* **Requirement**
What is needed is an exact copy of all the records.
----- Listed entries -----
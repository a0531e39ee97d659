//! Caller-side cancellation for in-flight model calls.
//!
//! A `CancelToken` combines an explicit cancel signal (fired through a
//! `CancelHandle`) with an optional deadline. The gateway races every
//! attempt and every backoff sleep against `CancelToken::cancelled`.

use std::time::Duration;

use tokio::sync::watch;
use tokio::time::Instant;

use crate::error::CancelReason;

/// Fires cancellation for every token cloned from its pair.
#[derive(Debug)]
pub struct CancelHandle {
    tx: watch::Sender<bool>,
}

impl CancelHandle {
    pub fn cancel(&self) {
        // send_replace never fails, even with no receivers left.
        self.tx.send_replace(true);
    }
}

/// Observes cancellation and an optional deadline.
#[derive(Debug, Clone)]
pub struct CancelToken {
    rx: watch::Receiver<bool>,
    deadline: Option<Instant>,
}

/// Create a linked handle/token pair.
pub fn cancel_pair() -> (CancelHandle, CancelToken) {
    let (tx, rx) = watch::channel(false);
    (CancelHandle { tx }, CancelToken { rx, deadline: None })
}

impl CancelToken {
    /// A token that is never cancelled (unless given a deadline).
    pub fn never() -> Self {
        let (_handle, token) = cancel_pair();
        token
    }

    /// Also cancel once `timeout` has elapsed from now.
    pub fn with_timeout(self, timeout: Duration) -> Self {
        self.with_deadline(Instant::now() + timeout)
    }

    /// Also cancel at `deadline`; keeps the earlier of two deadlines.
    pub fn with_deadline(mut self, deadline: Instant) -> Self {
        self.deadline = Some(match self.deadline {
            Some(existing) => existing.min(deadline),
            None => deadline,
        });
        self
    }

    /// Non-blocking check.
    pub fn check(&self) -> Option<CancelReason> {
        if *self.rx.borrow() {
            return Some(CancelReason::Requested);
        }
        match self.deadline {
            Some(deadline) if Instant::now() >= deadline => Some(CancelReason::DeadlineExceeded),
            _ => None,
        }
    }

    /// Resolves once the token is cancelled or its deadline passes.
    pub async fn cancelled(&self) -> CancelReason {
        let mut rx = self.rx.clone();
        let signal = async move {
            loop {
                if *rx.borrow_and_update() {
                    return;
                }
                if rx.changed().await.is_err() {
                    // Handle dropped without cancelling: the signal can never fire.
                    std::future::pending::<()>().await;
                }
            }
        };

        match self.deadline {
            Some(deadline) => tokio::select! {
                () = signal => CancelReason::Requested,
                () = tokio::time::sleep_until(deadline) => CancelReason::DeadlineExceeded,
            },
            None => {
                signal.await;
                CancelReason::Requested
            }
        }
    }
}

impl Default for CancelToken {
    fn default() -> Self {
        Self::never()
    }
}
-----
* **Exercise result**
repository a0531e39ee97d659
//! Caller-side cancellation for in-flight model calls.
//!
//! A `CancelToken` combines an explicit cancel signal (fired through a
//! `CancelHandle`) with an optional deadline. The gateway races every
//! attempt and every backoff sleep against `CancelToken::cancelled`.

use std::time::Duration;

use tokio::sync::watch;
use tokio::time::Instant;

use crate::error::CancelReason;

/// Fires cancellation for every token cloned from its pair.
#[derive(Debug)]
pub struct CancelHandle {
    tx: watch::Sender<bool>,
}

impl CancelHandle {
    pub fn cancel(&self) {
        // send_replace never fails, even with no receivers left.
        self.tx.send_replace(true);
    }
}

/// Observes cancellation and an optional deadline.
#[derive(Debug, Clone)]
pub struct CancelToken {
    rx: watch::Receiver<bool>,
    deadline: Option<Instant>,
}

/// Create a linked handle/token pair.
pub fn cancel_pair() -> (CancelHandle, CancelToken) {
    let (tx, rx) = watch::channel(false);
    (CancelHandle { tx }, CancelToken { rx, deadline: None })
}

impl CancelToken {
    /// A token that is never cancelled (unless given a deadline).
    pub fn never() -> Self {
        let (_handle, token) = cancel_pair();
        token
    }

    /// Also cancel once `timeout` has elapsed from now.
    pub fn with_timeout(self, timeout: Duration) -> Self {
        self.with_deadline(Instant::now() + timeout)
    }

    /// Also cancel at `deadline`; keeps the earlier of two deadlines.
    pub fn with_deadline(mut self, deadline: Instant) -> Self {
        self.deadline = Some(match self.deadline {
            Some(existing) => existing.min(deadline),
            None => deadline,
        });
        self
    }

    /// Non-blocking check.
    pub fn check(&self) -> Option<CancelReason> {
        if *self.rx.borrow() {
            return Some(CancelReason::Requested);
        }
        match self.deadline {
            Some(deadline) if Instant::now() >= deadline => Some(CancelReason::DeadlineExceeded),
            _ => None,
        }
    }

    /// Resolves once the token is cancelled or its deadline passes.
    pub async fn cancelled(&self) -> CancelReason {
        let mut rx = self.rx.clone();
        let signal = async move {
            loop {
                if *rx.borrow_and_update() {
                    return;
                }
                if rx.changed().await.is_err() {
                    // Handle dropped without cancelling: the signal can never fire.
                    std::future::pending::<()>().await;
                }
            }
        };

        match self.deadline {
            Some(deadline) => tokio::select! {
                () = signal => CancelReason::Requested,
                () = tokio::time::sleep_until(deadline) => CancelReason::DeadlineExceeded,
            },
            None => {
                signal.await;
                CancelReason::Requested
            }
        }
    }
}

impl Default for CancelToken {
    fn default() -> Self {
        Self::never()
    }
}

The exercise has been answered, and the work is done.